Less ist einfach weniger

all you need is lessAll you need is less. Das ist der Buchtitel. Manfred Folkers und Niko Paech schreiben über die „Kultur des Genug“ aus ökonomischer und buddhistischer Sicht. Wer tiefer schauen und die tiefer zugrundeliegenden Zusammenhänge und Dynamiken verstehen will, sollte darin lesen.  Ein fragmentarischer Zugang.

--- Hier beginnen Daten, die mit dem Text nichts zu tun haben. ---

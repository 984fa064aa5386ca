//! Source scanning.
//!
//! A scan runs in stages and reports each one on a stream:
//!
//! 1. **Enumerate** the source tree (sorted, blocking pool) and emit the
//!    skeleton list right away.
//! 2. **Enrich** records concurrently: capture date and thumbnail.
//! 3. **Deduplicate** within the batch.
//! 4. **Plan** destinations against the current settings.
//!
//! The stream always ends with exactly one [`ScanEvent::Finished`] or
//! [`ScanEvent::Cancelled`].
//!
//! # Usage
//!
//! ```ignore
//! let scanner = Scanner::new(ScanConfig::default()).with_thumbnails(cache, 256);
//! let mut events = pin!(scanner.scan(root, settings, cancel.clone()));
//! while let Some(event) = events.next().await {
//!     if let ScanEvent::Finished(files) = event { /* ... */ }
//! }
//! ```

pub mod duplicates;
mod walk;

pub use walk::{SIDECAR_EXTENSIONS, enumerate, is_sidecar};

use futures::stream::{self, Stream, StreamExt};
use std::path::PathBuf;
use std::sync::Arc;
use std::time::Instant;
use tokio::sync::mpsc;
use tokio_util::sync::CancellationToken;
use tracing::{Instrument, Span};

use crate::config::{ScanConfig, Settings};
use crate::metadata;
use crate::model::MediaFile;
use crate::planner::plan_destinations;
use crate::thumbnail::ThumbnailCache;

/// Progress of a scan.
#[derive(Debug, Clone)]
pub enum ScanEvent {
    /// Every record found by enumeration, before enrichment
    Discovered(Vec<MediaFile>),
    /// One record with capture date and thumbnail filled in
    Enriched(MediaFile),
    /// The complete batch, deduplicated and planned, in source-path order
    Finished(Vec<MediaFile>),
    Cancelled,
}

/// Scans source trees into planned [`MediaFile`] batches.
#[derive(Clone)]
pub struct Scanner {
    config: ScanConfig,
    thumbnails: Option<(ThumbnailCache, u32)>,
    span: Span,
}

impl Scanner {
    pub fn new(config: ScanConfig) -> Self {
        Self {
            config,
            thumbnails: None,
            span: tracing::info_span!("scanner"),
        }
    }

    /// Generate previews of `size` pixels through the given cache.
    pub fn with_thumbnails(mut self, cache: ThumbnailCache, size: u32) -> Self {
        self.thumbnails = Some((cache, size));
        self
    }

    /// Log under the given span instead of the default one.
    pub fn with_span(mut self, span: Span) -> Self {
        self.span = span;
        self
    }

    /// Scan `root` in the background and stream progress.
    ///
    /// Dropping the stream stops the scan.
    pub fn scan(
        &self,
        root: PathBuf,
        settings: Settings,
        cancel: CancellationToken,
    ) -> impl Stream<Item = ScanEvent> + use<> {
        let (tx, rx) = mpsc::channel(64);
        let scanner = self.clone();
        let span = self.span.clone();

        tokio::spawn(
            async move {
                let last = match scanner.run(root, settings, &cancel, &tx).await {
                    Some(files) => ScanEvent::Finished(files),
                    None => ScanEvent::Cancelled,
                };
                let _ = tx.send(last).await;
            }
            .instrument(span),
        );

        stream::unfold(rx, |mut rx| async move { rx.recv().await.map(|event| (event, rx)) })
    }

    /// Run a scan to completion and return the final batch (`None` if cancelled).
    pub async fn scan_to_end(
        &self,
        root: PathBuf,
        settings: Settings,
        cancel: CancellationToken,
    ) -> Option<Vec<MediaFile>> {
        let events = self.scan(root, settings, cancel);
        let mut events = std::pin::pin!(events);
        while let Some(event) = events.next().await {
            match event {
                ScanEvent::Finished(files) => return Some(files),
                ScanEvent::Cancelled => return None,
                _ => {}
            }
        }
        None
    }

    async fn run(
        &self,
        root: PathBuf,
        settings: Settings,
        cancel: &CancellationToken,
        tx: &mpsc::Sender<ScanEvent>,
    ) -> Option<Vec<MediaFile>> {
        let started = Instant::now();
        tracing::info!(target: "scanner", root = %root.display(), "Scanning source");

        let skeleton = {
            let (root, settings, config, cancel) =
                (root.clone(), settings.clone(), self.config.clone(), cancel.clone());
            match tokio::task::spawn_blocking(move || enumerate(&root, &settings, &config, &cancel)).await {
                Ok(result) => result?,
                Err(e) => {
                    tracing::error!(target: "scanner", error = %e, "Enumeration task failed");
                    Vec::new()
                }
            }
        };
        tracing::debug!(target: "scanner", files = skeleton.len(), "Enumerated");
        tx.send(ScanEvent::Discovered(skeleton.clone())).await.ok()?;

        let total = skeleton.len();
        let mut enriching = stream::iter(skeleton)
            .map(move |file| self.enrich(file, cancel))
            .buffer_unordered(self.config.concurrency.max(1));

        let mut files = Vec::with_capacity(total);
        while let Some(file) = enriching.next().await {
            let file = file?;
            tx.send(ScanEvent::Enriched(file.clone())).await.ok()?;
            files.push(file);
        }
        drop(enriching);
        files.sort_by(|a, b| a.source_path.cmp(&b.source_path));

        if cancel.is_cancelled() {
            return None;
        }
        let duplicates = self.mark_duplicates(&mut files).await;

        let files = Arc::new(files);
        let planned = {
            let (files, settings, config, cancel) =
                (Arc::clone(&files), settings.clone(), self.config.clone(), cancel.clone());
            tokio::task::spawn_blocking(move || plan_destinations(&files, &settings, &config, &cancel)).await
        };
        let planned = match planned {
            Ok(result) => result?,
            Err(e) => {
                tracing::error!(target: "scanner", error = %e, "Destination planning failed");
                Arc::unwrap_or_clone(files)
            }
        };

        tracing::info!(
            target: "scanner",
            files = planned.len(),
            duplicates,
            elapsed_ms = started.elapsed().as_millis() as u64,
            "Scan complete"
        );
        Some(planned)
    }

    async fn enrich(&self, mut file: MediaFile, cancel: &CancellationToken) -> Option<MediaFile> {
        if cancel.is_cancelled() {
            return None;
        }

        let (path, media_type, modified_at) =
            (file.source_path.clone(), file.media_type, file.modified_at);
        file.capture_date = tokio::task::spawn_blocking(move || {
            metadata::capture_date(&path, media_type, modified_at)
        })
        .await
        .unwrap_or_else(|_| modified_at.map(metadata::system_time_to_local));

        if let Some((cache, size)) = &self.thumbnails {
            file.thumbnail = cache.get_for(&file, *size).await;
        }
        Some(file)
    }

    async fn mark_duplicates(&self, files: &mut [MediaFile]) -> usize {
        let candidates = duplicates::hash_candidates(files, &self.config);
        let digests = if candidates.is_empty() {
            duplicates::Digests::new()
        } else {
            tokio::task::spawn_blocking(move || duplicates::compute_digests(candidates))
                .await
                .unwrap_or_else(|e| {
                    tracing::warn!(target: "scanner", error = %e, "Digest task failed, using heuristic");
                    duplicates::Digests::new()
                })
        };
        duplicates::mark_duplicates(files, &self.config, &digests)
    }
}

Wer aus christlicher Perspektive die Welt betrachtet, wird sich in diesem Buch genauso finden. Gerade die Lebenshaltung entlang der evangelischen Räte „einfach gemeinsam wach“ begründet sich im Lebensbeispiel Jesu und in der christlichen Mystik. Die ausufernde Dynamik des „Immer-Mehr vom Immer-Gleichen“ wiederspricht der menschlichen Freiheit, die im Weniger, im Wesentlichen und im Verzicht liegt. Wobei ich statt Verzicht lieber „Befreiung vom Konsumschrott“ spreche.  Auch aus buddhistischer Sicht liegt unserer Konsumwirtschaft die Gier-Ökonomie zugrunde mit den drei Antreibern  Mehrungsprinzip, Wettbewerbsdruck und Folgenleugnung. Papst Franziskus hat in #LaudatoSi den entscheidenden Satz (wieder einmal) gesagt: „Alles ist mit allem verbunden.“ Der Wandel hin zum sozial-ökologisch-spirituellen Welt- und Menschenbild muss gelingen, meint Franziskus. „Genug, zufrieden und achtsam“ sind die Keywords aus der buddhistischen Sichtweise.

Brauche ich nicht

Der Konsum nimmt rechnerisch zu und verunmöglicht damit ein Einzutauchen in das Jetzt der Dinge und Begegnungen. Es ist eher ein „Gleiten und Surfen auf einem Ozean der Möglichkeiten“. Für das Verweilen und absichtsfreie Begegnen bleibt kein Platz, ist keine Zeit, fehlt die Aufmerksamkeit. Nach Niko Paech, den ich in Wien persönlich getroffen habe, gerät gerade die Balance zwischen horizontaler Vorwärtsbewegung und vertikaler Vertiefung aus den Fugen. „Diese Beschleunigungsdynamik mündet irgendwann in ein Stadium ein, in dem Konsum-, Mobilitäts- und Erlebnissteigerung nur noch den Charakter eines Beweisfotos haben, um zu signalisieren: Das gehört mir. Das habe ich erlebt. Dort bin ich gewesen. Mit dem oder der habe ich mich getroffen. Das zeichnet mich aus.“ Damit markiert der Mensch seine soziale Position und stellt sein Leben in einen bedeutungsschwangeren Bedeutungsrahmen. Wohlstandstropähen werden angehäuft, um dem anderen zu zeigen, dass ich „mehr“ bin.  „Wenn Konsum zum flüchtigen Überkonsum  degeneriert, kehrt sich die durch ihn angestrebte Wirkung ins direkte Gegenteil um.“ Der Verlust von tiefer Identität und verbundener Individualität geht in der alles gleich machenden Wohlstandmaschiene verloren. Antidepressiva wurden noch nie so viele „konsumiert“ wie in den Tagen der Wohlstandsverstopfung und Entwertung der Dinge und Begegnungen im flüchtigen Dahingleiten. Suffizienz ist das Wort, die Lebenshaltung und Praxis. Zeitknappheit entwertet das Jetzt. Das Viele, das Mehr lässt nicht mehr verweilen, nicht mehr wirklich genießen, nicht mehr leben und einfach atmen.  „Der Konsum“ als zentrales Heiligtum der Moderne hat sein Ausmaß überschritten. Suffizienz meint die Kunst der Unterlassung und bewussten Verneinung. „Brauche ich nicht“, dürfen wir öfter sagen und wagen.